Rockets teach students STEM, teamwork (community column)
Kathy Copeland / Community Columnist
Vincent Middle High School has been using hands-on experience building and launching model rockets to ignite students’ interest in STEM subjects. “Teaching STEM to students is a challenge for our teachers,” Principal Dr. Michele Edwards said.
STEM is an acronym for Science, Technology, Engineering, and Mathematics and typically encompasses a vast array of subjects that fall into each area. The focus on STEM has become mainstream nation-wide in academic curriculums with the emergent recognition that learning needs be directly tied to the creation of technologies, the solving of real-world issues and jobs.
“Building rockets is not only fun for students but a great way to teach the fundamental processes of propulsion, Newton’s Laws of Motion and the physics of air and space travel,” said Major Stanley Murrell, teacher for the class, explaining these types of projects provide opportunities for collaborative learning because students work closely together.
Dr. Edwards implemented learning opportunities called LEAD at the start of this school year. Many of the teachers offered to teach or sponsor a subject matter of interest to them. Students were asked to sign up based on the subject matter and without knowing who would be teaching. “We have a great talent pool at VMHS in our teachers. Creating an opportunity for teachers to share their individual talent while encouraging students to explore their individual area of interest, and learn at the same time, is smart teaching,” said Edwards.
“As a pilot, I was happy to find out we had students with an interest in aviation, so I offered to teach a STEM class using aviation related material,” said Murrell. Students spent the first part of the year studying basic aerodynamics and physics. “Once they had a basic understanding, we could expand their knowledge with hands-on learning.”

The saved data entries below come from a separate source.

use std::collections::HashSet;

use indexmap::IndexMap;

use super::components::Components;
use super::media_type::MediaType;
use super::operation::{Operation, PathItem};
use super::parameter::{Parameter, ParameterOrRef};
use super::request_body::{RequestBody, RequestBodyOrRef};
use super::response::{Response, ResponseOrRef};
use super::schema::{AdditionalProperties, Items, Schema, SchemaOrRef};
use super::spec::OpenApiSpec;
use crate::error::ResolveError;

/// Resolves internal `$ref` pointers in an OpenAPI document, producing a
/// document where every schema reachable from an operation is inlined.
///
/// A reference that cannot be resolved is left in place: a schema reference
/// already being expanded further up the current branch (so circular schemas
/// terminate), or one whose target is missing or malformed. Whoever reads the
/// node later reports it, so a bad reference only affects the resources that
/// actually use it.
///
/// Inlined component schemas remember their component name in
/// [`Schema::origin`], which lets diagnostics point back at the source.
pub struct RefResolver<'a> {
    components: Option<&'a Components>,
    visited: HashSet<String>,
}

impl<'a> RefResolver<'a> {
    pub fn new(spec: &'a OpenApiSpec) -> Self {
        Self {
            components: spec.components.as_ref(),
            visited: HashSet::new(),
        }
    }

    /// Resolve the entire document, returning a copy with references inlined.
    pub fn resolve_spec(&mut self, spec: &OpenApiSpec) -> OpenApiSpec {
        let mut resolved = spec.clone();

        for item in resolved.paths.values_mut() {
            self.resolve_path_item(item);
        }

        if let Some(ref mut components) = resolved.components {
            for (name, schema) in components.schemas.iter_mut() {
                *schema = self.resolve_schema_or_ref(schema);
                if let SchemaOrRef::Schema(inlined) = schema {
                    inlined.origin.get_or_insert_with(|| name.clone());
                }
            }
        }

        resolved
    }

    fn resolve_path_item(&mut self, item: &mut PathItem) {
        item.parameters = self.resolve_parameters(&item.parameters);
        for op in item.each_operation_mut() {
            self.resolve_operation(op);
        }
    }

    fn resolve_operation(&mut self, op: &mut Operation) {
        op.parameters = self.resolve_parameters(&op.parameters);

        if let Some(ref body) = op.request_body {
            op.request_body = Some(self.resolve_request_body_or_ref(body));
        }

        let mut resolved_responses = IndexMap::new();
        for (status, resp) in &op.responses {
            resolved_responses.insert(status.clone(), self.resolve_response_or_ref(resp));
        }
        op.responses = resolved_responses;
    }

    fn resolve_parameters(&mut self, params: &[ParameterOrRef]) -> Vec<ParameterOrRef> {
        params
            .iter()
            .map(|p| self.resolve_parameter_or_ref(p))
            .collect()
    }

    pub fn resolve_schema_or_ref(&mut self, schema_or_ref: &SchemaOrRef) -> SchemaOrRef {
        match schema_or_ref {
            SchemaOrRef::Ref { ref_path } => {
                if self.visited.contains(ref_path) {
                    return schema_or_ref.clone();
                }
                let (name, target) = match self.lookup_schema(ref_path) {
                    Ok(found) => found,
                    Err(e) => return unresolved(schema_or_ref, e),
                };
                self.visited.insert(ref_path.clone());
                let mut result = self.resolve_schema_or_ref(&target);
                self.visited.remove(ref_path);
                if let SchemaOrRef::Schema(inlined) = &mut result {
                    inlined.origin.get_or_insert_with(|| name.to_string());
                }
                result
            }
            SchemaOrRef::Schema(schema) => SchemaOrRef::Schema(Box::new(self.resolve_schema(schema))),
        }
    }

    fn resolve_schema(&mut self, schema: &Schema) -> Schema {
        let mut resolved = schema.clone();

        for prop in resolved.properties.values_mut() {
            *prop = self.resolve_schema_or_ref(prop);
        }

        if let Some(ref items) = schema.items {
            let items = match items.as_ref() {
                Items::Schema(s) => Items::Schema(self.resolve_schema_or_ref(s)),
                other => other.clone(),
            };
            resolved.items = Some(Box::new(items));
        }

        resolved.all_of = self.resolve_schema_list(&schema.all_of);
        resolved.one_of = self.resolve_schema_list(&schema.one_of);
        resolved.any_of = self.resolve_schema_list(&schema.any_of);

        if let Some(AdditionalProperties::Schema(ref s)) = schema.additional_properties {
            resolved.additional_properties = Some(AdditionalProperties::Schema(Box::new(
                self.resolve_schema_or_ref(s),
            )));
        }

        resolved
    }

    fn resolve_schema_list(&mut self, schemas: &[SchemaOrRef]) -> Vec<SchemaOrRef> {
        schemas
            .iter()
            .map(|s| self.resolve_schema_or_ref(s))
            .collect()
    }

    fn resolve_parameter_or_ref(&mut self, param: &ParameterOrRef) -> ParameterOrRef {
        let mut resolved = match param {
            ParameterOrRef::Ref { ref_path } => match self.lookup_parameter(ref_path) {
                Ok(found) => found,
                Err(e) => return unresolved(param, e),
            },
            ParameterOrRef::Parameter(p) => p.clone(),
        };
        if let Some(ref s) = resolved.schema {
            resolved.schema = Some(self.resolve_schema_or_ref(s));
        }
        ParameterOrRef::Parameter(resolved)
    }

    fn resolve_request_body_or_ref(&mut self, body: &RequestBodyOrRef) -> RequestBodyOrRef {
        let mut resolved = match body {
            RequestBodyOrRef::Ref { ref_path } => match self.lookup_request_body(ref_path) {
                Ok(found) => found,
                Err(e) => return unresolved(body, e),
            },
            RequestBodyOrRef::RequestBody(rb) => rb.clone(),
        };
        self.resolve_media_types(&mut resolved.content);
        RequestBodyOrRef::RequestBody(resolved)
    }

    fn resolve_response_or_ref(&mut self, resp: &ResponseOrRef) -> ResponseOrRef {
        let mut resolved = match resp {
            ResponseOrRef::Ref { ref_path } => match self.lookup_response(ref_path) {
                Ok(found) => found,
                Err(e) => return unresolved(resp, e),
            },
            ResponseOrRef::Response(r) => r.clone(),
        };
        self.resolve_media_types(&mut resolved.content);
        ResponseOrRef::Response(resolved)
    }

    fn resolve_media_types(&mut self, content: &mut IndexMap<String, MediaType>) {
        for media_type in content.values_mut() {
            if let Some(ref s) = media_type.schema {
                media_type.schema = Some(self.resolve_schema_or_ref(s));
            }
        }
    }

    // Lookup helpers

    fn lookup_schema<'r>(&self, ref_path: &'r str) -> Result<(&'r str, SchemaOrRef), ResolveError> {
        let name = parse_ref_name(ref_path, "schemas")?;
        self.components
            .and_then(|c| c.schemas.get(name))
            .cloned()
            .map(|schema| (name, schema))
            .ok_or_else(|| ResolveError::RefTargetNotFound(ref_path.to_string()))
    }

    fn lookup_parameter(&self, ref_path: &str) -> Result<Parameter, ResolveError> {
        let name = parse_ref_name(ref_path, "parameters")?;
        self.components
            .and_then(|c| c.parameters.get(name))
            .and_then(|p| match p {
                ParameterOrRef::Parameter(param) => Some(param.clone()),
                _ => None,
            })
            .ok_or_else(|| ResolveError::RefTargetNotFound(ref_path.to_string()))
    }

    fn lookup_request_body(&self, ref_path: &str) -> Result<RequestBody, ResolveError> {
        let name = parse_ref_name(ref_path, "requestBodies")?;
        self.components
            .and_then(|c| c.request_bodies.get(name))
            .and_then(|rb| match rb {
                RequestBodyOrRef::RequestBody(body) => Some(body.clone()),
                _ => None,
            })
            .ok_or_else(|| ResolveError::RefTargetNotFound(ref_path.to_string()))
    }

    fn lookup_response(&self, ref_path: &str) -> Result<Response, ResolveError> {
        let name = parse_ref_name(ref_path, "responses")?;
        self.components
            .and_then(|c| c.responses.get(name))
            .and_then(|r| match r {
                ResponseOrRef::Response(resp) => Some(resp.clone()),
                _ => None,
            })
            .ok_or_else(|| ResolveError::RefTargetNotFound(ref_path.to_string()))
    }
}

/// Keep a reference that failed to resolve.
fn unresolved<T: Clone>(node: &T, error: ResolveError) -> T {
    log::debug!("leaving reference unresolved: {error}");
    node.clone()
}

/// Parse a `$ref` path like `#/components/schemas/Foo` and extract the name.
pub fn parse_ref_name<'a>(
    ref_path: &'a str,
    expected_section: &str,
) -> Result<&'a str, ResolveError> {
    let stripped = ref_path
        .strip_prefix("#/components/")
        .ok_or_else(|| ResolveError::InvalidRefFormat(ref_path.to_string()))?;
    let (section, name) = stripped
        .split_once('/')
        .ok_or_else(|| ResolveError::InvalidRefFormat(ref_path.to_string()))?;
    if section != expected_section {
        return Err(ResolveError::InvalidRefFormat(format!(
            "expected section '{}', got '{}' in {}",
            expected_section, section, ref_path
        )));
    }
    Ok(name)
}
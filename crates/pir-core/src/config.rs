use std::fs;
use std::path::Path;

use indexmap::IndexMap;
use serde::{Deserialize, Serialize};

use crate::error::ConfigError;
use crate::parse::operation::HttpMethod;
use crate::transform::name_normalizer::is_identifier;

/// Default generator config file name.
pub const CONFIG_FILE_NAME: &str = "generator_config.yml";

/// Which operations and schema options make up the provider.
#[derive(Debug, Clone, Default, PartialEq, Serialize, Deserialize)]
pub struct GeneratorConfig {
    pub provider: ProviderConfig,
    #[serde(default, skip_serializing_if = "IndexMap::is_empty")]
    pub resources: IndexMap<String, ResourceConfig>,
    #[serde(default, skip_serializing_if = "IndexMap::is_empty")]
    pub data_sources: IndexMap<String, DataSourceConfig>,
}

#[derive(Debug, Clone, Default, PartialEq, Serialize, Deserialize)]
pub struct ProviderConfig {
    pub name: String,
    /// Component schema describing the provider block, e.g.
    /// `#/components/schemas/ProviderConfig`.
    #[serde(default, skip_serializing_if = "Option::is_none")]
    pub schema_ref: Option<String>,
    #[serde(default, skip_serializing_if = "Vec::is_empty")]
    pub ignores: Vec<String>,
}

#[derive(Debug, Clone, Default, PartialEq, Serialize, Deserialize)]
pub struct ResourceConfig {
    pub create: Option<OperationRef>,
    pub read: Option<OperationRef>,
    #[serde(default, skip_serializing_if = "Option::is_none")]
    pub update: Option<OperationRef>,
    #[serde(default, skip_serializing_if = "Option::is_none")]
    pub delete: Option<OperationRef>,
    #[serde(default)]
    pub schema: SchemaOptions,
}

#[derive(Debug, Clone, Default, PartialEq, Serialize, Deserialize)]
pub struct DataSourceConfig {
    pub read: Option<OperationRef>,
    #[serde(default)]
    pub schema: SchemaOptions,
}

/// A path and method in the OpenAPI document.
#[derive(Debug, Clone, PartialEq, Eq, Serialize, Deserialize)]
pub struct OperationRef {
    pub path: String,
    pub method: String,
}

#[derive(Debug, Clone, Default, PartialEq, Serialize, Deserialize)]
#[serde(default)]
pub struct SchemaOptions {
    /// Dotted attribute paths left out of the schema, e.g. `owner.email`.
    pub ignores: Vec<String>,
    pub attributes: AttributeOptions,
}

#[derive(Debug, Clone, Default, PartialEq, Serialize, Deserialize)]
#[serde(default)]
pub struct AttributeOptions {
    /// Parameter name → attribute name.
    pub aliases: IndexMap<String, String>,
    /// Dotted attribute path → replacement values.
    pub overrides: IndexMap<String, AttributeOverride>,
}

#[derive(Debug, Clone, Default, PartialEq, Serialize, Deserialize)]
pub struct AttributeOverride {
    #[serde(default, skip_serializing_if = "Option::is_none")]
    pub description: Option<String>,
}

const SCHEMA_REF_PREFIX: &str = "#/components/schemas/";

impl GeneratorConfig {
    /// Check the config for problems serde cannot catch, reporting all of
    /// them at once.
    pub fn validate(&self) -> Result<(), ConfigError> {
        let mut problems = Vec::new();

        if self.provider.name.is_empty() {
            problems.push("provider.name is required".to_string());
        } else if !is_identifier(&self.provider.name) {
            problems.push(format!(
                "provider.name '{}' must match [a-z_][a-z0-9_]*",
                self.provider.name
            ));
        }
        let bad_schema_ref = self
            .provider
            .schema_ref
            .as_ref()
            .filter(|r| !r.starts_with(SCHEMA_REF_PREFIX));
        if let Some(schema_ref) = bad_schema_ref {
            problems.push(format!(
                "provider.schema_ref '{schema_ref}' must start with '{SCHEMA_REF_PREFIX}'"
            ));
        }

        for (name, resource) in &self.resources {
            let owner = format!("resources.{name}");
            check_name(&owner, name, &mut problems);
            check_required(&owner, "create", resource.create.as_ref(), &mut problems);
            check_required(&owner, "read", resource.read.as_ref(), &mut problems);
            check_optional(&owner, "update", resource.update.as_ref(), &mut problems);
            check_optional(&owner, "delete", resource.delete.as_ref(), &mut problems);
        }
        for (name, data_source) in &self.data_sources {
            let owner = format!("data_sources.{name}");
            check_name(&owner, name, &mut problems);
            check_required(&owner, "read", data_source.read.as_ref(), &mut problems);
        }

        if problems.is_empty() {
            Ok(())
        } else {
            Err(ConfigError::Invalid(problems))
        }
    }
}

fn check_name(owner: &str, name: &str, problems: &mut Vec<String>) {
    if !is_identifier(name) {
        problems.push(format!("{owner}: name must match [a-z_][a-z0-9_]*"));
    }
}

fn check_required(
    owner: &str,
    field: &str,
    operation: Option<&OperationRef>,
    problems: &mut Vec<String>,
) {
    match operation {
        Some(operation) => check_operation(owner, field, operation, problems),
        None => problems.push(format!("{owner}: missing '{field}' operation")),
    }
}

fn check_optional(
    owner: &str,
    field: &str,
    operation: Option<&OperationRef>,
    problems: &mut Vec<String>,
) {
    if let Some(operation) = operation {
        check_operation(owner, field, operation, problems);
    }
}

fn check_operation(owner: &str, field: &str, operation: &OperationRef, problems: &mut Vec<String>) {
    if !operation.path.starts_with('/') {
        problems.push(format!(
            "{owner}.{field}: path '{}' must start with '/'",
            operation.path
        ));
    }
    if let Err(e) = operation.method.parse::<HttpMethod>() {
        problems.push(format!("{owner}.{field}: {e}"));
    }
}

/// Load and decode a generator config file.
pub fn load_config(path: &Path) -> Result<GeneratorConfig, ConfigError> {
    let content = fs::read_to_string(path).map_err(|source| ConfigError::Io {
        path: path.display().to_string(),
        source,
    })?;
    serde_yaml_ng::from_str(&content).map_err(|source| ConfigError::Yaml {
        path: path.display().to_string(),
        source,
    })
}

/// Generate the default config file content.
pub fn default_config_content() -> &'static str {
    r##"# pir generator configuration
provider:
  name: petstore
  # schema_ref: "#/components/schemas/ProviderConfig"
  # ignores: []

resources:
  pet:
    create:
      path: /pet
      method: POST
    read:
      path: /pet/{petId}
      method: GET
    update:
      path: /pet/{petId}
      method: PUT
    delete:
      path: /pet/{petId}
      method: DELETE
    schema:
      ignores: []             # dotted attribute paths, e.g. tags.color
      attributes:
        aliases:
          petId: id           # parameter name → attribute name
        overrides: {}
          # name:
          #   description: The pet's name

data_sources:
  pet:
    read:
      path: /pet/{petId}
      method: GET
    schema:
      attributes:
        aliases:
          petId: id
"##
}

#[cfg(test)]
mod tests {
    use super::*;
    use std::io::Write;

    #[test]
    fn test_default_config_is_valid() {
        let config: GeneratorConfig = serde_yaml_ng::from_str(default_config_content()).unwrap();
        assert_eq!(config.provider.name, "petstore");
        assert_eq!(config.resources.len(), 1);
        assert_eq!(config.data_sources.len(), 1);
        assert_eq!(config.resources["pet"].schema.attributes.aliases["petId"], "id");
        config.validate().unwrap();
    }

    #[test]
    fn test_parse_minimal_config() {
        let yaml = r#"
provider:
  name: example
data_sources:
  things:
    read:
      path: /things
      method: get
"#;
        let config: GeneratorConfig = serde_yaml_ng::from_str(yaml).unwrap();
        assert!(config.resources.is_empty());
        assert!(config.provider.schema_ref.is_none());
        let things = &config.data_sources["things"];
        assert!(things.schema.ignores.is_empty());
        assert!(things.schema.attributes.overrides.is_empty());
        config.validate().unwrap();
    }

    #[test]
    fn test_validate_collects_all_problems() {
        let yaml = r##"
provider:
  name: Bad-Name
  schema_ref: "#/definitions/Provider"
resources:
  pet:
    read:
      path: pet/{id}
      method: FETCH
"##;
        let config: GeneratorConfig = serde_yaml_ng::from_str(yaml).unwrap();
        let err = config.validate().unwrap_err();
        insta::assert_snapshot!(err.to_string(), @r"
        invalid generator config:
        provider.name 'Bad-Name' must match [a-z_][a-z0-9_]*
        provider.schema_ref '#/definitions/Provider' must start with '#/components/schemas/'
        resources.pet: missing 'create' operation
        resources.pet.read: path 'pet/{id}' must start with '/'
        resources.pet.read: unknown HTTP method 'FETCH'
        ");
    }

    #[test]
    fn test_load_config_from_file() {
        let mut file = tempfile::NamedTempFile::new().unwrap();
        file.write_all(default_config_content().as_bytes()).unwrap();
        let config = load_config(file.path()).unwrap();
        assert_eq!(
            config.resources["pet"].create,
            Some(OperationRef {
                path: "/pet".to_string(),
                method: "POST".to_string(),
            })
        );
    }

    #[test]
    fn test_load_config_missing_file() {
        let dir = tempfile::tempdir().unwrap();
        let err = load_config(&dir.path().join(CONFIG_FILE_NAME)).unwrap_err();
        assert!(matches!(err, ConfigError::Io { .. }));
    }
}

During the spring semester, The Civil Air Patrol provided a grant for the purchase of model rockets. After school on Wednesday, May 8, students were able to launch the rocket he or she built, and some of them were able to launch two or three times. Describing her experience, student Madeline Goss said, “We learned about how airplanes and rockets fly. This class helped me confirm my dream of becoming a pilot in the military.”
According to Murrell, some of the rockets flew to nearly 1,000 feet in the air before gently descending back down to earth under a tiny parachute. “We owe a special thank you to the Civil Air Patrol for the rockets and the launching pad,” said Murrell. “Putting learning into practice makes such an impact.”
“I can’t say enough about Major Murrell, the after-school part was all him. He always goes above and beyond for the kids,” said Edwards.
The experienced Army pilot in Maj. Murrell came out when he described the goal for next year: “If we get to offer this class again next year, we will learn to fly drones, a flight simulator and radio-controlled airplanes.”